Coming out is hard for many people. It can be scary and painful at times. But to be seen–really seen–by others is such a relief. Being able to explore and express all parts of yourself is critical to self-acceptance. 

I’m not saying that once you come out everything will be rainbows and smiles; you will likely learn some painful truths about the people and communities around you. But I think it’s better to know these truths, however ugly, rather than staying blissfully ignorant. Once you know who truly accepts you unconditionally and who doesn’t, you can move toward building your own chosen communities and families who will nurture you. 

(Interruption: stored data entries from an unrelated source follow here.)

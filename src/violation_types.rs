use std::fmt;

#[derive(Debug, Clone, Copy, PartialEq, Eq)]
pub enum ViolationKind {
    TypeMismatch,
    EnumViolation,
    MissingRequired,
    CompositionMismatch,
}

impl ViolationKind {
    pub fn as_str(&self) -> &'static str {
        match self {
            Self::TypeMismatch => "TYPE_MISMATCH",
            Self::EnumViolation => "ENUM_VIOLATION",
            Self::MissingRequired => "MISSING_REQUIRED",
            Self::CompositionMismatch => "COMPOSITION_MISMATCH",
        }
    }
}

/// A single schema violation, qualified by the path of the offending value
/// (`""` for the root, `a.b[0]` below it).
#[derive(Debug, Clone, PartialEq)]
pub struct ValidationError {
    pub kind: ViolationKind,
    pub path: String,
    pub message: String,
}

impl ValidationError {
    pub fn new(kind: ViolationKind, path: impl Into<String>, message: impl Into<String>) -> Self {
        Self {
            kind,
            path: path.into(),
            message: message.into(),
        }
    }
}

impl fmt::Display for ValidationError {
    fn fmt(&self, f: &mut fmt::Formatter<'_>) -> fmt::Result {
        f.write_str(&self.message)
    }
}

/// Where a batch of violations was found, for log lines
#[derive(Debug, Clone, Copy)]
pub enum ValidationContext {
    Parameter,
    RequestBody,
}

impl ValidationContext {
    pub fn as_str(&self) -> &'static str {
        match self {
            Self::Parameter => "parameter",
            Self::RequestBody => "request body",
        }
    }
}
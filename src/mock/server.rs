use crate::api_mock::OperationMatcher;
use crate::config::{MockServerConfig, REDACTED_DETAIL};
use crate::error::MockError;
use crate::http_types::{MockRequest, MockResponse, ProblemDetails};
use crate::media_type::is_json;
use crate::mock::generator::{ExampleGenerator, RandomSource, ThreadRandom};
use crate::mock::negotiation::negotiate;
use crate::spec::document::{MediaTypeNode, OpenApiDocument, Operation, ResponseNode};
use crate::spec::reference_resolver::ResolveReference;
use crate::validators::{ParametersValidator, RequestBodyValidator};
use http::HeaderValue;
use serde_json::Value;
use tracing::{debug, warn};

/// Response keys tried in order before falling back to the first declared one
const PREFERRED_RESPONSE_KEYS: [&str; 2] = ["200", "default"];

/// Answers requests from an OpenAPI document
///
/// A request is matched to an operation, its parameters and body are checked,
/// a response media type is negotiated and a body is taken from the declared
/// examples or generated from the schema. Every failure becomes a problem
/// response.
pub struct MockServer<R = ThreadRandom> {
    document: OpenApiDocument,
    matcher: OperationMatcher,
    config: MockServerConfig,
    random: R,
}

impl MockServer<ThreadRandom> {
    pub fn new(document: OpenApiDocument) -> Self {
        Self::with_random(document, ThreadRandom)
    }
}

impl<R: RandomSource> MockServer<R> {
    pub fn with_random(document: OpenApiDocument, random: R) -> Self {
        let matcher = OperationMatcher::new(&document);
        Self {
            document,
            matcher,
            config: MockServerConfig::default(),
            random,
        }
    }

    pub fn with_config(mut self, config: MockServerConfig) -> Self {
        self.config = config;
        self
    }

    pub fn document(&self) -> &OpenApiDocument {
        &self.document
    }

    pub fn config(&self) -> &MockServerConfig {
        &self.config
    }

    /// Produces the mock response for a request; never fails
    pub fn handle_request(&self, request: &MockRequest) -> MockResponse {
        self.handle_request_at(request, request.url.path())
    }

    /// Like [`handle_request`](Self::handle_request), but matches `path`
    /// instead of the URL's own path. Problems still report the full URL.
    pub fn handle_request_at(&self, request: &MockRequest, path: &str) -> MockResponse {
        match self.respond_at(request, path) {
            Ok(response) => response,
            Err(e) => problem_response(&self.config, &e),
        }
    }

    /// Runs the mock pipeline, returning the first stage failure as an error
    pub fn respond(&self, request: &MockRequest) -> Result<MockResponse, MockError> {
        self.respond_at(request, request.url.path())
    }

    pub fn respond_at(&self, request: &MockRequest, path: &str) -> Result<MockResponse, MockError> {
        let matched = self
            .matcher
            .find_operation(&self.document, &request.method, path)?
            .ok_or_else(|| MockError::NoMatchingOperation {
                method: request.method.to_uppercase(),
                url: request.url.to_string(),
            })?;
        debug!(method = %request.method, template = %matched.template, "matched");

        let param_errors = ParametersValidator::new(&self.document).validate(request, &matched)?;
        if !param_errors.is_empty() {
            return Err(MockError::ParameterValidationFailed(param_errors));
        }

        let body_errors =
            RequestBodyValidator::new(&self.document).validate(request, &matched.operation)?;
        if !body_errors.is_empty() {
            return Err(MockError::BodyValidationFailed(body_errors));
        }
        debug!(template = %matched.template, "request validated");

        let (status_key, response) =
            select_response(&matched.operation).ok_or(MockError::NoMockableResponse)?;
        let response = response.resolve(&self.document)?;
        if response.content.is_empty() {
            return Err(MockError::NoMockableResponse);
        }

        let available: Vec<&str> = response.content.keys().map(String::as_str).collect();
        let media_type = negotiate(request.header("accept"), &available).ok_or_else(|| {
            MockError::NotAcceptable {
                available: available.iter().map(|s| s.to_string()).collect(),
            }
        })?;
        debug!(status = %status_key, media_type, "negotiated response");

        let media = response
            .content
            .get(media_type)
            .ok_or(MockError::NoMockableResponse)?;
        let value = self.mock_body(media)?;
        let body = render_body(media_type, &value)?;
        let content_type = HeaderValue::from_str(media_type).map_err(|e| {
            MockError::Unhandled(format!("Invalid media type '{}': {}", media_type, e))
        })?;

        Ok(MockResponse::new(status_code(status_key), content_type, body))
    }

    /// Named examples, then the inline example, then a schema-generated value
    fn mock_body(&self, media: &MediaTypeNode) -> Result<Value, MockError> {
        if let Some(examples) = media.examples.as_ref().filter(|e| !e.is_empty()) {
            let index = match examples.len() {
                1 => 0,
                n => self.random.pick(n),
            };
            if let Some((name, example)) = examples.get_index(index) {
                let example = example.resolve(&self.document)?;
                if let Some(value) = &example.value {
                    debug!(example = %name, "using named example");
                    return Ok(value.clone());
                }
            }
        }

        if let Some(example) = &media.example {
            return Ok(example.clone());
        }

        match &media.schema {
            Some(schema) => ExampleGenerator::new(&self.document, &self.random).generate(schema),
            None => Err(MockError::NoMockableResponse),
        }
    }
}

fn select_response(operation: &Operation) -> Option<(&str, &ResponseNode)> {
    PREFERRED_RESPONSE_KEYS
        .iter()
        .find_map(|key| operation.responses.get_key_value(*key))
        .or_else(|| operation.responses.first())
        .map(|(key, response)| (key.as_str(), response))
}

/// Numeric response keys become the status; `default` and ranges give 200
fn status_code(key: &str) -> u16 {
    key.parse().unwrap_or(200)
}

fn render_body(media_type: &str, value: &Value) -> Result<String, MockError> {
    if is_json(media_type) {
        return serde_json::to_string(value)
            .map_err(|e| MockError::Unhandled(format!("Failed to serialize mock body: {}", e)));
    }
    Ok(match value {
        Value::String(text) => text.clone(),
        other => other.to_string(),
    })
}

/// Converts an error into a problem response, redacting unexpected details
/// when configured to
pub(crate) fn problem_response(config: &MockServerConfig, error: &MockError) -> MockResponse {
    let status = error.status();
    let detail = if error.is_unexpected() && !config.expose_error_details {
        REDACTED_DETAIL.to_string()
    } else {
        error.to_string()
    };

    if error.is_unexpected() {
        warn!(status, error = %error, "mock request failed");
    } else {
        debug!(status, error = %error, "responding with problem");
    }

    let mut problem = ProblemDetails::new(&config.problem_type_base, status, detail);
    if let Some(messages) = error.messages() {
        problem = problem.with_errors(messages.to_vec());
    }
    problem.into_response()
}
use crate::violation_types::{ValidationContext, ValidationError};
use serde_json::Value;
use tracing::debug;

/// JSON type name of a value, as reported in type mismatch messages
pub fn json_type_name(value: &Value) -> &'static str {
    match value {
        Value::Null => "null",
        Value::Bool(_) => "boolean",
        Value::Number(_) => "number",
        Value::String(_) => "string",
        Value::Array(_) => "array",
        Value::Object(_) => "object",
    }
}

/// Renders a value for messages: strings bare, everything else as JSON
pub fn display_value(value: &Value) -> String {
    match value {
        Value::String(s) => s.clone(),
        other => other.to_string(),
    }
}

/// Extends a field path with a property name (`a` + `b` = `a.b`)
pub fn property_path(path: &str, name: &str) -> String {
    if path.is_empty() {
        name.to_string()
    } else {
        format!("{}.{}", path, name)
    }
}

/// Extends a field path with an array index (`a` + 0 = `a[0]`)
pub fn index_path(path: &str, index: usize) -> String {
    format!("{}[{}]", path, index)
}

/// Logs violations with their kind and flattens them to messages
pub fn into_messages(errors: Vec<ValidationError>, context: ValidationContext) -> Vec<String> {
    errors
        .into_iter()
        .map(|e| {
            debug!(
                context = context.as_str(),
                kind = e.kind.as_str(),
                path = %e.path,
                "{}",
                e.message
            );
            e.message
        })
        .collect()
}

‘Coming out’ is a long journey and not a one-time event. As you navigate the challenges and opportunities of coming out, always remember that you are never alone.


Daniel Bahner

National Director of Education and Training 

Pronouns: he/him/his


I would tell a young person that there is no right/one way to come out nor should they come out if they feel like their safety is at stake. Their safety is the most important thing. Look for adults in your community that you trust, that put up visible markers of inclusion, like safe zone stickers, so that they can find people to talk to. Take your mental health seriously and find the strategies that work for you if and when things get hard. Read and look for media that you see yourself reflected in so you don’t feel so alone. Know that you are not alone and that there are people fighting for your future.


Emily Saltzman

Associate Director of Education and Training

Pronouns: she/her/hers


During the summer between my Junior and Senior year of college I was an intern at an LGBTQ youth organization where I worked with some incredibly talented LGBTQ high schoolers. Through this experience, I was able to witness the power of youth-led movements and also the fierceness of LGBTQ young people. Their clarity and conviction in their own identities helped me to begin my own coming out journey. I attended a very progressive college and had a lot of LGBTQ friends, but at the time I felt like they were “real” gay people and I was just trying to figure myself out. I was worried that they would think I was an imposter or not “queer enough” because I had crushes on boys and had never dated a woman before. That summer I took my first step in coming out to my community.

Back then Facebook had just been launched and it basically consisted of only personal profiles and interest groups, not the massive news feed or connection to other apps it is today. On your profile, you could list your sexual orientation, but it didn’t include the categories we have today. It simply asked if you were interested in men, women or both. I had previously only clicked the box next to “men” and I remember hesitating while looking at my Facebook profile that summer and then very quickly clicking the box next to “women” and then immediately logging out. Almost instantly I received a message from a friend asking if something exciting had changed this summer. I was so embarrassed and brushed it off and then quickly unchecked the box and never spoke about it again. Over two years later this same friend called me and came out to me sharing that he and another friend of ours were in a secret relationship for years while we were in college! 

I remember thinking that if I had a conversation with him those many years ago instead of changing the subject we both would have been able to share our truth at the same time. While I wasn’t ready to share my feelings at that time, I feel very proud to share my journey now. The other piece of wisdom I gained from reflecting on this time is that there is no such thing as a “real” LGBTQ person. We’re all following our own thread and arrive at our own unique place at exactly the right time. And in case you’re wondering, after I wrote this post I made sure to update my Facebook profile to reflect my current relationship with my amazing girlfriend.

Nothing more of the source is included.